Assises nationales du Tourisme

Ministère délégué au Tourisme - 20 novembre 2006

 




 

Ces dernières années, la France, première destination touristique au monde, a connu, malgré le léger tassement constaté en 2003, une croissance touristique particulièrement exceptionnelle, plaçant le secteur d’activité du Tourisme au premier rang de notre économie nationale.


 

Ainsi, les assises nationales du Tourisme 2006 s’inscrivent dans une perspective volontariste, avec une seule ambition, celle de conforter notre place de première destination mondiale, et de consacrer le rôle du tourisme comme un atout pour l’économie française.


 

Table ronde n°2

 

L’innovation maîtrisée, moteur de croissance du secteur touristique

 

Contexte

 

L’importance de l’innovation, concept central dans les activités industrielles, a pendant longtemps été sous-estimée dans les activités de services.

 

Les services, et le tourisme en particulier, encore récemment, étaient considérés comme des activités peu productives, peu capitalistiques et incapables d’innover.

 

Pourtant, dans le tourisme, le rythme des innovations s’accélère, sous la double poussée des changements de comportements des consommateurs et des mutations technologiques. L’approche de l’innovation présente plusieurs facettes : conception de nouveaux produits, nouveaux procédés et modes d’organisation, prise en compte de la complexité des différents segments du marché.

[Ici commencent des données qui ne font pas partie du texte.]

use axum::{
    extract::{rejection::JsonRejection, Path, State},
    http::StatusCode,
    Json,
};
use uuid::Uuid;

use super::common::{created, json_body};
use crate::{
    auth::AuthUser,
    errors::ServiceError,
    models::FundsReceivedRecord,
    services::funds::RecordFundsRequest,
    ApiResponse, ApiResult, AppState,
};

#[utoipa::path(
    get,
    path = "/api/v1/sites/{id}/funds",
    summary = "List funds received",
    params(("id" = Uuid, Path, description = "Site ID")),
    responses(
        (status = 200, description = "Funds received retrieved successfully", body = ApiResponse<Vec<FundsReceivedRecord>>),
        (status = 401, description = "Unauthorized", body = crate::errors::ErrorResponse),
        (status = 403, description = "Site not assigned to caller", body = crate::errors::ErrorResponse),
        (status = 404, description = "Site not found", body = crate::errors::ErrorResponse)
    ),
    security(("Bearer" = [])),
    tag = "Funds"
)]
pub async fn list_funds_received(
    State(state): State<AppState>,
    auth_user: AuthUser,
    Path(site_id): Path<Uuid>,
) -> ApiResult<Vec<FundsReceivedRecord>> {
    let rows = state.services.funds.list_for_site(&auth_user, site_id).await?;
    Ok(Json(ApiResponse::success(rows)))
}

/// Records a receipt and bumps the site's running `funds` total through the
/// configured increment mode.
#[utoipa::path(
    post,
    path = "/api/v1/sites/{id}/funds",
    summary = "Record funds received",
    params(("id" = Uuid, Path, description = "Site ID")),
    request_body = RecordFundsRequest,
    responses(
        (status = 201, description = "Funds recorded", body = ApiResponse<FundsReceivedRecord>),
        (status = 400, description = "Invalid request data", body = crate::errors::ErrorResponse),
        (status = 401, description = "Unauthorized", body = crate::errors::ErrorResponse),
        (status = 403, description = "Site not assigned to caller", body = crate::errors::ErrorResponse),
        (status = 404, description = "Site not found", body = crate::errors::ErrorResponse)
    ),
    security(("Bearer" = [])),
    tag = "Funds"
)]
pub async fn record_funds_received(
    State(state): State<AppState>,
    auth_user: AuthUser,
    Path(site_id): Path<Uuid>,
    payload: Result<Json<RecordFundsRequest>, JsonRejection>,
) -> Result<(StatusCode, Json<ApiResponse<FundsReceivedRecord>>), ServiceError> {
    let request = json_body(payload)?;
    let record = state
        .services
        .funds
        .record_funds_received(&auth_user, site_id, request)
        .await?;
    Ok(created(record))
}
pub mod advance;
pub mod expense;
pub mod funds_received;
pub mod site;
pub mod site_invoice;
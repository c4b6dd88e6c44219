use axum::{extract::rejection::JsonRejection, http::StatusCode, Json};
use serde::Serialize;

use crate::{errors::ServiceError, ApiResponse};

/// Unwraps a JSON body, reporting malformed payloads as 400 instead of
/// axum's default 422 text body.
pub fn json_body<T>(payload: Result<Json<T>, JsonRejection>) -> Result<T, ServiceError> {
    match payload {
        Ok(Json(value)) => Ok(value),
        Err(rejection) => Err(ServiceError::BadRequest(rejection.body_text())),
    }
}

/// Standard created response
pub fn created<T: Serialize>(data: T) -> (StatusCode, Json<ApiResponse<T>>) {
    (StatusCode::CREATED, Json(ApiResponse::success(data)))
}
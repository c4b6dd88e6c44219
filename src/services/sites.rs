use chrono::{NaiveDate, Utc};
use rust_decimal::Decimal;
use sea_orm::{
    sea_query::Expr, ActiveModelTrait, ColumnTrait, ConnectionTrait, DatabaseConnection,
    EntityTrait, QueryFilter, QueryOrder, Set,
};
use serde::{Deserialize, Serialize};
use std::sync::Arc;
use tracing::{info, instrument, warn};
use utoipa::ToSchema;
use uuid::Uuid;
use validator::Validate;

use crate::{
    auth::AuthUser,
    cache::SummaryCache,
    entities::{
        advance, expense, funds_received,
        site::{self, SiteStatus},
        site_invoice,
    },
    errors::ServiceError,
    models::{
        coerce::{self, validate_not_blank},
        SiteRecord,
    },
    services::balance::{compute_site_summary, DebitPurposes, SiteLedger, SiteSummary},
};

#[derive(Debug, Serialize, Deserialize, Validate, ToSchema)]
#[serde(deny_unknown_fields)]
pub struct CreateSiteRequest {
    #[validate(length(min = 1, max = 200, message = "name is required"), custom = "validate_not_blank")]
    pub name: String,
    #[validate(length(min = 1, max = 500, message = "location is required"), custom = "validate_not_blank")]
    pub location: String,
    #[serde(default)]
    pub status: Option<SiteStatus>,
    #[serde(default)]
    pub supervisor_id: Option<Uuid>,
    #[serde(default, deserialize_with = "coerce::deserialize_optional_date")]
    pub start_date: Option<NaiveDate>,
    #[serde(default)]
    pub remarks: Option<String>,
}

/// Site fields an admin may change. `funds` is absent: it only moves through
/// the funds increment path.
#[derive(Debug, Default, Serialize, Deserialize, Validate, ToSchema)]
#[serde(deny_unknown_fields)]
pub struct UpdateSiteRequest {
    #[validate(length(min = 1, max = 200, message = "name must not be empty"), custom = "validate_not_blank")]
    pub name: Option<String>,
    #[validate(length(min = 1, max = 500, message = "location must not be empty"), custom = "validate_not_blank")]
    pub location: Option<String>,
    pub status: Option<SiteStatus>,
    /// A UUID assigns a supervisor; `null` unassigns; absent leaves it as is
    #[serde(default, deserialize_with = "coerce::deserialize_nullable")]
    #[schema(value_type = Option<String>, format = Uuid)]
    pub supervisor_id: Option<Option<Uuid>>,
    #[serde(default, deserialize_with = "coerce::deserialize_optional_date")]
    pub start_date: Option<NaiveDate>,
    pub remarks: Option<String>,
}

/// Loads `site_id` and checks the caller may see it.
pub(crate) async fn authorize_site<C: ConnectionTrait>(
    db: &C,
    user: &AuthUser,
    site_id: Uuid,
) -> Result<site::Model, ServiceError> {
    let site = site::Entity::find_by_id(site_id)
        .one(db)
        .await?
        .ok_or_else(|| ServiceError::not_found("Site", site_id))?;

    if user.can_access_site(site.supervisor_id) {
        Ok(site)
    } else {
        warn!(user_id = %user.user_id, %site_id, "Site access denied");
        Err(ServiceError::Forbidden(format!(
            "Site {} is not assigned to you",
            site_id
        )))
    }
}

/// Service for sites, their visibility and summaries
#[derive(Clone)]
pub struct SiteService {
    db: Arc<DatabaseConnection>,
    cache: SummaryCache,
    debit_purposes: Arc<DebitPurposes>,
}

impl SiteService {
    pub fn new(
        db: Arc<DatabaseConnection>,
        cache: SummaryCache,
        debit_purposes: Arc<DebitPurposes>,
    ) -> Self {
        Self {
            db,
            cache,
            debit_purposes,
        }
    }

    #[instrument(skip(self, user, request), fields(name = %request.name))]
    pub async fn create(
        &self,
        user: &AuthUser,
        request: CreateSiteRequest,
    ) -> Result<SiteRecord, ServiceError> {
        request.validate()?;

        let site_id = Uuid::new_v4();
        let model = site::ActiveModel {
            id: Set(site_id),
            name: Set(request.name.trim().to_string()),
            location: Set(request.location.trim().to_string()),
            status: Set(request.status.unwrap_or_default()),
            funds: Set(Decimal::ZERO),
            supervisor_id: Set(request.supervisor_id),
            start_date: Set(request.start_date),
            remarks: Set(coerce::non_blank(request.remarks)),
            created_at: Set(Utc::now()),
            created_by: Set(user.user_id),
        }
        .insert(&*self.db)
        .await
        .map_err(ServiceError::from_site_write)?;

        info!(%site_id, "Site created");
        Ok(model.into())
    }

    #[instrument(skip(self, request))]
    pub async fn update(
        &self,
        site_id: Uuid,
        request: UpdateSiteRequest,
    ) -> Result<SiteRecord, ServiceError> {
        request.validate()?;

        let site = site::Entity::find_by_id(site_id)
            .one(&*self.db)
            .await?
            .ok_or_else(|| ServiceError::not_found("Site", site_id))?;

        let mut active: site::ActiveModel = site.into();
        if let Some(name) = request.name {
            active.name = Set(name.trim().to_string());
        }
        if let Some(location) = request.location {
            active.location = Set(location.trim().to_string());
        }
        if let Some(status) = request.status {
            active.status = Set(status);
        }
        if let Some(supervisor_id) = request.supervisor_id {
            active.supervisor_id = Set(supervisor_id);
        }
        if let Some(start_date) = request.start_date {
            active.start_date = Set(Some(start_date));
        }
        if request.remarks.is_some() {
            active.remarks = Set(coerce::non_blank(request.remarks));
        }

        let updated = active.update(&*self.db).await;
        self.cache.invalidate(site_id).await;
        let updated = updated.map_err(ServiceError::from_site_write)?;

        info!(%site_id, "Site updated");
        Ok(updated.into())
    }

    #[instrument(skip(self, user))]
    pub async fn get(&self, user: &AuthUser, site_id: Uuid) -> Result<SiteRecord, ServiceError> {
        authorize_site(&*self.db, user, site_id)
            .await
            .map(SiteRecord::from)
    }

    /// Sites the caller may see: all of them for admins, assigned ones for
    /// supervisors.
    #[instrument(skip(self, user), fields(user_id = %user.user_id))]
    pub async fn list_visible(&self, user: &AuthUser) -> Result<Vec<SiteRecord>, ServiceError> {
        let mut query = site::Entity::find().order_by_asc(site::Column::Name);
        if !user.is_admin() {
            // a user without a recognized role matches nothing
            let supervisor = user.supervisor_scope().unwrap_or_else(Uuid::nil);
            query = query.filter(site::Column::SupervisorId.eq(supervisor));
        }

        let sites = query.all(&*self.db).await?;
        Ok(sites.into_iter().map(SiteRecord::from).collect())
    }

    /// Balance summary of a site, served from the summary cache when fresh.
    #[instrument(skip(self, user))]
    pub async fn summary(&self, user: &AuthUser, site_id: Uuid) -> Result<SiteSummary, ServiceError> {
        let site = match authorize_site(&*self.db, user, site_id).await {
            Ok(site) => Some(SiteRecord::from(site)),
            // admins get the engine's all-zero summary for unknown sites
            Err(ServiceError::NotFound(_)) if user.is_admin() => None,
            Err(ServiceError::NotFound(_)) => {
                return Err(ServiceError::Forbidden(format!(
                    "Site {} is not assigned to you",
                    site_id
                )))
            }
            Err(err) => return Err(err),
        };

        if let Some(summary) = self.cache.get(site_id).await {
            return Ok(summary);
        }

        let generation = self.cache.generation(site_id);
        let sites: Vec<SiteRecord> = site.into_iter().collect();
        let ledger = if sites.is_empty() {
            SiteLedger::default()
        } else {
            load_ledger(&*self.db, site_id).await?
        };

        let summary = compute_site_summary(site_id, &sites, &ledger, self.debit_purposes.as_ref());
        if !sites.is_empty() {
            self.cache.put(site_id, generation, &summary).await;
        }
        Ok(summary)
    }

    /// Rebuilds the running `funds` total from the funds-received rows.
    #[instrument(skip(self))]
    pub async fn recompute_funds(&self, site_id: Uuid) -> Result<SiteRecord, ServiceError> {
        let site = site::Entity::find_by_id(site_id)
            .one(&*self.db)
            .await?
            .ok_or_else(|| ServiceError::not_found("Site", site_id))?;

        let rows = funds_received::Entity::find()
            .filter(funds_received::Column::SiteId.eq(site_id))
            .all(&*self.db)
            .await?;
        let total: Decimal = rows.iter().map(|row| row.amount).sum();

        if total != site.funds {
            warn!(%site_id, cached = %site.funds, recomputed = %total, "Site funds drifted from funds received");
        }

        site::Entity::update_many()
            .col_expr(site::Column::Funds, Expr::value(total))
            .filter(site::Column::Id.eq(site_id))
            .exec(&*self.db)
            .await?;
        self.cache.invalidate(site_id).await;

        let mut record = SiteRecord::from(site);
        record.funds = total;
        Ok(record)
    }
}

/// Fetches every record of one site, filtered server-side.
pub(crate) async fn load_ledger<C: ConnectionTrait>(
    db: &C,
    site_id: Uuid,
) -> Result<SiteLedger, ServiceError> {
    let expenses = expense::Entity::find()
        .filter(expense::Column::SiteId.eq(site_id))
        .all(db)
        .await?;
    let advances = advance::Entity::find()
        .filter(advance::Column::SiteId.eq(site_id))
        .all(db)
        .await?;
    let funds_received = funds_received::Entity::find()
        .filter(funds_received::Column::SiteId.eq(site_id))
        .all(db)
        .await?;
    let invoices = site_invoice::Entity::find()
        .filter(site_invoice::Column::SiteId.eq(site_id))
        .all(db)
        .await?;

    Ok(SiteLedger {
        expenses: expenses.into_iter().map(Into::into).collect(),
        advances: advances.into_iter().map(Into::into).collect(),
        funds_received: funds_received.into_iter().map(Into::into).collect(),
        invoices: invoices.into_iter().map(Into::into).collect(),
    })
}

#[cfg(test)]
mod tests {
    use super::*;
    use serde_json::json;

    #[test]
    fn create_request_accepts_string_dates() {
        let request: CreateSiteRequest = serde_json::from_value(json!({
            "name": "Tower A",
            "location": "Hinjewadi",
            "start_date": "2024-06-01T00:00:00Z"
        }))
        .unwrap();
        assert_eq!(request.start_date, NaiveDate::from_ymd_opt(2024, 6, 1));
        assert!(request.validate().is_ok());
    }

    #[test]
    fn update_request_rejects_funds() {
        let err = serde_json::from_value::<UpdateSiteRequest>(json!({ "funds": 100 })).unwrap_err();
        assert!(err.to_string().contains("unknown field"));
    }

    #[test]
    fn blank_name_fails_validation() {
        let request = CreateSiteRequest {
            name: String::new(),
            location: "Baner".into(),
            status: None,
            supervisor_id: None,
            start_date: None,
            remarks: None,
        };
        let err: ServiceError = request.validate().unwrap_err().into();
        assert_eq!(err.to_string(), "Validation error: name: name is required");
    }

    #[test]
    fn whitespace_only_name_fails_validation() {
        let request: CreateSiteRequest =
            serde_json::from_value(json!({ "name": "   ", "location": "Baner" })).unwrap();
        let err: ServiceError = request.validate().unwrap_err().into();
        assert_eq!(err.to_string(), "Validation error: name: must not be blank");

        let update: UpdateSiteRequest =
            serde_json::from_value(json!({ "location": "\t" })).unwrap();
        let err: ServiceError = update.validate().unwrap_err().into();
        assert_eq!(err.to_string(), "Validation error: location: must not be blank");
    }

    #[test]
    fn update_request_distinguishes_unassign_from_absent() {
        let supervisor = Uuid::new_v4();
        let assign: UpdateSiteRequest =
            serde_json::from_value(json!({ "supervisor_id": supervisor })).unwrap();
        assert_eq!(assign.supervisor_id, Some(Some(supervisor)));

        let unassign: UpdateSiteRequest =
            serde_json::from_value(json!({ "supervisor_id": null })).unwrap();
        assert_eq!(unassign.supervisor_id, Some(None));

        let untouched: UpdateSiteRequest = serde_json::from_value(json!({ "name": "Tower B" })).unwrap();
        assert_eq!(untouched.supervisor_id, None);
    }
}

Indépendamment des innovations technologiques qui sont abordées dans la table ronde n°4, les autres formes d’innovation méritent une attention particulière.

 

Plusieurs approches de l’innovation dans le tourisme

 

A côté des nouveaux produits, les innovations de process et d’organisation concernent le fonctionnement de l’entreprise touristique ; les innovations liées au marché visent les relations de l’entreprise et de son environnement. Le petit opérateur familial innove bien souvent sans en être conscient.

 

Les innovations radicales sont porteuses de ruptures significatives dans les modes de production, avec des exemples tels que les hôtels Formule 1, les Center Parcs, les villages du Club Med, les innovations dans la restauration ; des innovations incrémentales moins marquantes (audio guidage dans les musées, ventes de dernière minute, low cost, accessibilité des personnes handicapées…), sont cependant porteuses de modifications souvent limitées dans la fonctionnalité des services proposés. Ce sont pourtant ces formes d’innovation qui constituent l’essentiel des innovations observables dans le secteur du tourisme.

 

Comment favoriser l’innovation dans le secteur ?

 

Les innovations de rupture sont liées à l’action d’individus créatifs et clairvoyants, s’exprimant dans des structures suffisamment importantes pour autoriser un développement de type industriel ; leur diffusion suppose une ingénierie adaptée et une mobilisation de toutes les synergies possibles.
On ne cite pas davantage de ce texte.